De heer Bakker (D66): Voorzitter. De D66-fractie staat positief ten opzichte van de deelname door Nederland aan de UNMIS-missie in Zuid-Sudan. Zij heeft wel een aantal vragen. De eerste vraag betreft het tijdspad. Ik geloof dat het 9 januari was dat het voorlopig vredesakkoord werd ondertekend, eind maart dat de VN-resolutie tot stand kwam en april dat Nederland concreet werd gevraagd om een bijdrage te leveren aan de waarnemingsmissie. Inmiddels is het acht maanden later. Ik ben natuurlijk erg benieuwd naar de reactie van de regering op de discussie tussen de heren Brinkel en Koenders zo-even, maar los van de Nederlandse force generation is er ook internationaal natuurlijk het nodige over te zeggen.

Zowel voor de beschermingsmacht als voor de waarnemersmissie is het aantal benodigde mensen nog lang niet bereikt. Dat is een punt van zorg. Het kan ertoe leiden dat de verwachtingen die zouden kunnen worden gewekt door het aantal mensen dat er op basis van het VN-mandaat naartoe gaat, niet kunnen worden waargemaakt. Wat is op dat punt de stand van zaken? Verschillende collega’s hebben al gezegd dat het jammer is dat er geen gecoördineerde Europese deelname is. Waarom is dat eigenlijk zo? Waarom is het niet gelukt om samen met een aantal andere Europese landen of met de Europese Unie te komen tot een gezamenlijke inzet? Mijn fractie is in ieder geval blij dat het nu wel is gelukt, zowel vanwege de situatie in Sudan als vanwege de grotere prioriteit die mijn fractie zou willen zien gegeven de situatie op het Afrikaanse continent. Ik spreek de hoop uit dat wij hier de komende anderhalf jaar nog meerdere malen zullen zitten om te spreken over Afrika.

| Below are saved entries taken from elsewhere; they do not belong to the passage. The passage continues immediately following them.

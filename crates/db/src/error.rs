#[derive(Debug, thiserror::Error)]
pub enum StoreError {
    #[error("{entity} not found: {id}")]
    NotFound { entity: &'static str, id: String },

    #[error("Invalid patch: {0}")]
    InvalidPatch(String),

    #[error("Conflict: {0}")]
    Conflict(String),

    #[error("Serialization error: {0}")]
    Serialization(#[from] serde_json::Error),
}

impl StoreError {
    pub fn not_found(entity: &'static str, id: impl Into<String>) -> Self {
        Self::NotFound {
            entity,
            id: id.into(),
        }
    }
}

pub type StoreResult<T> = Result<T, StoreError>;
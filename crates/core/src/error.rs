#[derive(Debug, thiserror::Error)]
pub enum CoreError {
    #[error("Entity not found: {entity} with id {id}")]
    NotFound { entity: &'static str, id: String },

    #[error("Validation failed: {0}")]
    Validation(String),

    #[error("Conflict: {0}")]
    Conflict(String),

    #[error("Forbidden: {0}")]
    Forbidden(String),

    #[error("Internal error: {0}")]
    Internal(String),
}

impl CoreError {
    /// Shorthand for a [`CoreError::NotFound`] keyed by a string id.
    pub fn not_found(entity: &'static str, id: impl Into<String>) -> Self {
        Self::NotFound {
            entity,
            id: id.into(),
        }
    }
}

Ik vind het op zich logisch dat het kabinet zegt zijn activiteiten te willen concentreren in Zuid-Sudan. Niet vanwege het verhaal van de veiligheid, want wat dat betreft sluit ik mij aan bij de collega’s die hebben gevraagd hoe het zit met het punt van alle waarnemers op dezelfde lokatie, maar wel vanwege de interactie en de meerwaarde die het kan hebben voor de concentratie van ontwikkelingsgelden in het gebied. In die zin kan ik mij goed voorstellen dat die meerwaarde er is, maar wat gebeurt er om tot die meerwaarde te komen?

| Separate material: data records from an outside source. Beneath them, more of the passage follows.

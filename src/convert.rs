//! Pipeline orchestration: wires the frame source through envelope, voice,
//! arbiter and packetizer stages, and accumulates a [`ConversionReport`].

use crate::arbiter::{self, ArbiterEvent, BassBias};
use crate::config::ConversionConfig;
use crate::envelope::EnvelopeState;
use crate::error::Result;
use crate::model::{SnCommand, YmFrame};
use crate::packetizer::RegisterCache;
use crate::voice;

/// Summary of non-fatal conditions observed across an entire conversion run.
#[derive(Debug, Clone, Default)]
pub struct ConversionReport {
    /// Total frames processed.
    pub frames_processed: u32,
    /// Number of times a voice's tone was octave-folded to fit the SN.
    pub octave_fold_count: u32,
    /// Number of times a too-low voice could not be serviced at all.
    pub unreachable_silenced_count: u32,
    /// Number of frames where percussive noise and periodic-noise bass
    /// both wanted channel C.
    pub bass_noise_contention_count: u32,
}

impl ConversionReport {
    fn record(&mut self, event: &ArbiterEvent) {
        match event {
            ArbiterEvent::OctaveFolded { voice } => {
                log::warn!("frame {}: voice {voice} octave-folded", self.frames_processed);
                self.octave_fold_count += 1;
            }
            ArbiterEvent::SilencedUnreachable { voice } => {
                log::warn!(
                    "frame {}: voice {voice} too low for SN range, silenced",
                    self.frames_processed
                );
                self.unreachable_silenced_count += 1;
            }
            ArbiterEvent::BassNoiseContention => {
                log::warn!(
                    "frame {}: channel C contention between percussive noise and bass",
                    self.frames_processed
                );
                self.bass_noise_contention_count += 1;
            }
        }
    }
}

/// Optional offline pre-scan: tallies how often each voice would classify
/// as `too_low`, to break bass-channel ties in favor of the voice that
/// plays bass most often across the whole tune.
pub fn prescan_bass_bias(frames: &[YmFrame], config: &ConversionConfig) -> BassBias {
    let mut bias = BassBias::default();
    for frame in frames {
        for v in 0..3 {
            let period = frame.tone_period[v].max(1);
            let freq_hz = config.source_clock_hz as f64 / (16.0 * period as f64);
            if matches!(
                crate::freq::classify(freq_hz, config.target_clock_hz),
                crate::freq::FreqClass::TooLow
            ) {
                bias.counts[v] += 1;
            }
        }
    }
    bias
}

/// Convert a full sequence of YM frames into an SN command stream.
///
/// Validates the configuration up front (fatal on contradiction), then
/// processes each frame in order; per-frame issues never abort the run and
/// are instead folded into the returned [`ConversionReport`].
pub fn convert(
    frames: &[YmFrame],
    config: &ConversionConfig,
    loop_frame: Option<u32>,
) -> Result<(Vec<SnCommand>, ConversionReport)> {
    let subsamples_per_frame = config.envelope_subsamples_per_frame()?;

    let bias = prescan_bass_bias(frames, config);
    let mut envelopes = [EnvelopeState::new(), EnvelopeState::new(), EnvelopeState::new()];
    let mut cache = RegisterCache::default();
    let mut report = ConversionReport::default();
    let mut commands = Vec::new();

    let samples_per_frame = (44_100u32 / config.frame_rate_hz.max(1)).max(1);
    let sub_wait = (samples_per_frame / subsamples_per_frame.max(1)).max(1);

    for (idx, frame) in frames.iter().enumerate() {
        if Some(idx as u32) == loop_frame {
            commands.push(SnCommand::LoopStart);
        }

        if frame.env_shape_written {
            for env in envelopes.iter_mut() {
                env.retrigger(frame.env_shape);
            }
        }

        for sub in 0..subsamples_per_frame {
            let mut env_levels = [0u8; 3];
            if !config.disable_envelopes {
                for v in 0..3 {
                    env_levels[v] = envelopes[v].advance(
                        frame.env_period,
                        config.source_clock_hz,
                        sub_wait as u64,
                    );
                }
            }

            let voices = voice::derive_voices(frame, config.source_clock_hz, env_levels);
            let mut events = Vec::new();
            let sn_frame =
                arbiter::arbitrate(&voices, frame.noise_period, config, &bias, &mut events);
            for event in &events {
                report.record(event);
            }

            cache.diff_emit(&sn_frame, &mut commands);
            let is_last_sub = sub + 1 == subsamples_per_frame;
            let wait = if is_last_sub {
                samples_per_frame - sub_wait * (subsamples_per_frame - 1)
            } else {
                sub_wait
            };
            commands.push(SnCommand::Wait { samples: wait });
        }

        report.frames_processed += 1;
    }

    commands.push(SnCommand::End);
    log::info!(
        "conversion complete: {} frames, {} octave folds, {} unreachable, {} bass/noise contentions",
        report.frames_processed,
        report.octave_fold_count,
        report.unreachable_silenced_count,
        report.bass_noise_contention_count,
    );

    Ok((commands, report))
}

Ik steun datgene wat de regering heeft gezegd over de eisen inzake veiligheid en medische voorzieningen. Ook ik heb wat vragen over het mandaat ten aanzien van de bescherming. Er is al geconstateerd dat onder hoofdstuk 7 van het VN-handvest een aantal mogelijkheden is opgenomen, zowel ter bescherming van de troepen en de waarnemers zelf als ter bescherming van de bevolking wanneer die direct blootstaat aan fysiek geweld. Nu is de grote vraag wat dat precies betekent en wat op dat punt de instructies zijn. Wij horen geluiden – ik wijs op de brief die de ontwikkelingsorganisaties ICCO, Cordaid en Pax Christi hebben gestuurd – dat de bescherming van de bevolking in de praktijk niet zo’n hoge prioriteit blijkt te hebben als de bescherming van de eigen troepen. Bovendien blijkt dan vaak dat de bevolking andere verwachtingen heeft over de bescherming dan daadwerkelijk kan worden geboden. Hoe worden die verwachtingen «gemanaged»? Hoe voorkom je dat je niet kan bieden wat wel wordt verwacht zodat het draagvlak voor een missie als deze geleidelijk aan erodeert?

De regering schrijft in haar brief over de voorzieningen die zijn getroffen, niet alleen ten aanzien van de veiligheid en het normale optreden, maar ook voor als het misgaat, ten aanzien van eventuele terugtrekking of extractie. Er staat weinig meer over geschreven. Kan er wat meer over worden gezegd?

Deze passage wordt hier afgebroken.